PROBLEM TO WORK ON
From the first line to the last, give the data again exactly.

(Collected data)
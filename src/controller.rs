//! Upload Controller
//!
//! Top-level orchestrator for one submission surface: validates input,
//! locks the form, submits the work order, and folds the poll session's
//! event stream into presenter and view updates. Owns the single active
//! `PollSession`; starting a new submission tears the old session down
//! before installing its replacement, so only one timer is ever counting
//! down and no stale snapshot can reach the view.

use crate::client::CleanupClient;
use crate::options::UploadOptions;
use crate::poller::{PollEvent, PollSession};
use crate::presenter::{self, DisplayState};
use crate::types::{JobState, StatusSnapshot, UploadError};
use crate::view::{FormGate, ViewSurface};
use std::time::Duration;
use tracing::{info, warn};

/// Progress shown immediately after the server accepts a job, before the
/// first poll has reported anything.
pub const QUEUED_PROGRESS: u8 = 5;

const NO_FILE_MESSAGE: &str = "Please select an audio file to process.";
const TRANSIENT_MESSAGE: &str = "Error fetching status. Will retry.";

/// A file chosen for upload: its display name and raw bytes.
#[derive(Debug, Clone)]
pub struct UploadFile {
    pub name: String,
    pub bytes: Vec<u8>,
}

pub struct UploadController<V: ViewSurface> {
    client: CleanupClient,
    view: V,
    gate: FormGate,
    poll_interval: Duration,
    session: Option<PollSession>,
    fallback_filename: Option<String>,
}

impl<V: ViewSurface> UploadController<V> {
    pub fn new(client: CleanupClient, view: V, poll_interval: Duration) -> Self {
        Self {
            client,
            view,
            gate: FormGate::new(),
            poll_interval,
            session: None,
            fallback_filename: None,
        }
    }

    /// Submit one cleanup job. Returns whether a poll session was started.
    ///
    /// A missing file fails locally with a UI warning and performs no
    /// network activity; the form stays enabled. Any submission-time
    /// failure unlocks the form before returning.
    pub async fn submit(
        &mut self,
        file: Option<UploadFile>,
        options: &UploadOptions,
    ) -> bool {
        let Some(file) = file else {
            self.view.render_status(&DisplayState::warning(NO_FILE_MESSAGE));
            return false;
        };

        // Replace-before-discard: the old session is fully torn down before
        // anything about the new attempt becomes visible.
        self.teardown_session();
        self.view.clear_results();
        self.gate
            .set_busy(&mut self.view, true, Some("Preparing audio..."));
        self.view
            .render_status(&DisplayState::info("Uploading your audio file... Please wait.", 0));

        match self.client.submit(&file.name, file.bytes, options).await {
            Ok(handle) => {
                info!(task_id = %handle.task_id, file = %file.name, "Job accepted, starting poll session");
                self.view.render_status(&DisplayState::info(
                    "Upload complete! Cleaning audio...",
                    QUEUED_PROGRESS,
                ));
                self.fallback_filename = Some(file.name);
                self.session = Some(PollSession::start(
                    self.client.clone(),
                    handle,
                    self.poll_interval,
                ));
                true
            }
            Err(err) => {
                let message = match &err {
                    UploadError::Transport(reason) => format!("Upload failed: {}", reason),
                    other => other.to_string(),
                };
                warn!(error = %err, "Submission failed");
                self.view.show_error(&message);
                self.gate.set_busy(&mut self.view, false, None);
                false
            }
        }
    }

    /// Wait for the active session to reach a terminal outcome, rendering
    /// every snapshot along the way. Returns the terminal snapshot, or
    /// `None` if no session is active or it was cancelled.
    pub async fn run_to_completion(&mut self) -> Option<StatusSnapshot> {
        while self.session.is_some() {
            if let Some(terminal) = self.step().await {
                return Some(terminal);
            }
        }
        None
    }

    /// Process the next poll event. Returns the terminal snapshot once the
    /// session finishes, `None` after a non-terminal event.
    pub async fn step(&mut self) -> Option<StatusSnapshot> {
        let event = match self.session.as_mut() {
            Some(session) => session.next_event().await,
            None => return None,
        };
        match event {
            Some(event) => self.handle_event(event),
            None => {
                // Channel closed without a terminal snapshot: the session
                // was cancelled out from under us.
                self.session = None;
                None
            }
        }
    }

    /// Cancel any active session without touching the form state.
    pub fn cancel(&mut self) {
        self.teardown_session();
    }

    pub fn active_task_id(&self) -> Option<&str> {
        self.session.as_ref().map(|s| s.handle().task_id.as_str())
    }

    pub fn is_busy(&self) -> bool {
        self.gate.is_busy()
    }

    pub fn view(&self) -> &V {
        &self.view
    }

    fn handle_event(&mut self, event: PollEvent) -> Option<StatusSnapshot> {
        match event {
            PollEvent::Transient(_) => {
                // A failed poll is not progress information: the form stays
                // locked and the session keeps ticking.
                self.view.show_transient(TRANSIENT_MESSAGE);
                None
            }
            PollEvent::Snapshot(snapshot) => {
                let display = presenter::present(&snapshot, self.fallback_filename.as_deref());
                self.view.render_status(&display);

                if !snapshot.state.is_terminal() {
                    return None;
                }

                self.teardown_session();
                match snapshot.state {
                    JobState::Success => {
                        if let Some(link) = presenter::download_affordance(&snapshot) {
                            self.view.show_download(&link);
                        } else {
                            // Degraded success: terminal, unlocked, but no
                            // link can be offered.
                            warn!("SUCCESS snapshot missing download info, no link offered");
                        }
                    }
                    JobState::Failure => {
                        self.view.show_error(&display.text);
                    }
                    _ => unreachable!("non-terminal state after is_terminal check"),
                }
                self.gate.set_busy(&mut self.view, false, None);
                Some(snapshot)
            }
        }
    }

    fn teardown_session(&mut self) {
        if let Some(mut session) = self.session.take() {
            session.cancel();
        }
    }
}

TASK ANSWER
filename src/controller.rs
//! Upload Controller
//!
//! Top-level orchestrator for one submission surface: validates input,
//! locks the form, submits the work order, and folds the poll session's
//! event stream into presenter and view updates. Owns the single active
//! `PollSession`; starting a new submission tears the old session down
//! before installing its replacement, so only one timer is ever counting
//! down and no stale snapshot can reach the view.

use crate::client::CleanupClient;
use crate::options::UploadOptions;
use crate::poller::{PollEvent, PollSession};
use crate::presenter::{self, DisplayState};
use crate::types::{JobState, StatusSnapshot, UploadError};
use crate::view::{FormGate, ViewSurface};
use std::time::Duration;
use tracing::{info, warn};

/// Progress shown immediately after the server accepts a job, before the
/// first poll has reported anything.
pub const QUEUED_PROGRESS: u8 = 5;

const NO_FILE_MESSAGE: &str = "Please select an audio file to process.";
const TRANSIENT_MESSAGE: &str = "Error fetching status. Will retry.";

/// A file chosen for upload: its display name and raw bytes.
#[derive(Debug, Clone)]
pub struct UploadFile {
    pub name: String,
    pub bytes: Vec<u8>,
}

pub struct UploadController<V: ViewSurface> {
    client: CleanupClient,
    view: V,
    gate: FormGate,
    poll_interval: Duration,
    session: Option<PollSession>,
    fallback_filename: Option<String>,
}

impl<V: ViewSurface> UploadController<V> {
    pub fn new(client: CleanupClient, view: V, poll_interval: Duration) -> Self {
        Self {
            client,
            view,
            gate: FormGate::new(),
            poll_interval,
            session: None,
            fallback_filename: None,
        }
    }

    /// Submit one cleanup job. Returns whether a poll session was started.
    ///
    /// A missing file fails locally with a UI warning and performs no
    /// network activity; the form stays enabled. Any submission-time
    /// failure unlocks the form before returning.
    pub async fn submit(
        &mut self,
        file: Option<UploadFile>,
        options: &UploadOptions,
    ) -> bool {
        let Some(file) = file else {
            self.view.render_status(&DisplayState::warning(NO_FILE_MESSAGE));
            return false;
        };

        // Replace-before-discard: the old session is fully torn down before
        // anything about the new attempt becomes visible.
        self.teardown_session();
        self.view.clear_results();
        self.gate
            .set_busy(&mut self.view, true, Some("Preparing audio..."));
        self.view
            .render_status(&DisplayState::info("Uploading your audio file... Please wait.", 0));

        match self.client.submit(&file.name, file.bytes, options).await {
            Ok(handle) => {
                info!(task_id = %handle.task_id, file = %file.name, "Job accepted, starting poll session");
                self.view.render_status(&DisplayState::info(
                    "Upload complete! Cleaning audio...",
                    QUEUED_PROGRESS,
                ));
                self.fallback_filename = Some(file.name);
                self.session = Some(PollSession::start(
                    self.client.clone(),
                    handle,
                    self.poll_interval,
                ));
                true
            }
            Err(err) => {
                let message = match &err {
                    UploadError::Transport(reason) => format!("Upload failed: {}", reason),
                    other => other.to_string(),
                };
                warn!(error = %err, "Submission failed");
                self.view.show_error(&message);
                self.gate.set_busy(&mut self.view, false, None);
                false
            }
        }
    }

    /// Wait for the active session to reach a terminal outcome, rendering
    /// every snapshot along the way. Returns the terminal snapshot, or
    /// `None` if no session is active or it was cancelled.
    pub async fn run_to_completion(&mut self) -> Option<StatusSnapshot> {
        while self.session.is_some() {
            if let Some(terminal) = self.step().await {
                return Some(terminal);
            }
        }
        None
    }

    /// Process the next poll event. Returns the terminal snapshot once the
    /// session finishes, `None` after a non-terminal event.
    pub async fn step(&mut self) -> Option<StatusSnapshot> {
        let event = match self.session.as_mut() {
            Some(session) => session.next_event().await,
            None => return None,
        };
        match event {
            Some(event) => self.handle_event(event),
            None => {
                // Channel closed without a terminal snapshot: the session
                // was cancelled out from under us.
                self.session = None;
                None
            }
        }
    }

    /// Cancel any active session without touching the form state.
    pub fn cancel(&mut self) {
        self.teardown_session();
    }

    pub fn active_task_id(&self) -> Option<&str> {
        self.session.as_ref().map(|s| s.handle().task_id.as_str())
    }

    pub fn is_busy(&self) -> bool {
        self.gate.is_busy()
    }

    pub fn view(&self) -> &V {
        &self.view
    }

    fn handle_event(&mut self, event: PollEvent) -> Option<StatusSnapshot> {
        match event {
            PollEvent::Transient(_) => {
                // A failed poll is not progress information: the form stays
                // locked and the session keeps ticking.
                self.view.show_transient(TRANSIENT_MESSAGE);
                None
            }
            PollEvent::Snapshot(snapshot) => {
                let display = presenter::present(&snapshot, self.fallback_filename.as_deref());
                self.view.render_status(&display);

                if !snapshot.state.is_terminal() {
                    return None;
                }

                self.teardown_session();
                match snapshot.state {
                    JobState::Success => {
                        if let Some(link) = presenter::download_affordance(&snapshot) {
                            self.view.show_download(&link);
                        } else {
                            // Degraded success: terminal, unlocked, but no
                            // link can be offered.
                            warn!("SUCCESS snapshot missing download info, no link offered");
                        }
                    }
                    JobState::Failure => {
                        self.view.show_error(&display.text);
                    }
                    _ => unreachable!("non-terminal state after is_terminal check"),
                }
                self.gate.set_busy(&mut self.view, false, None);
                Some(snapshot)
            }
        }
    }

    fn teardown_session(&mut self) {
        if let Some(mut session) = self.session.take() {
            session.cancel();
        }
    }
}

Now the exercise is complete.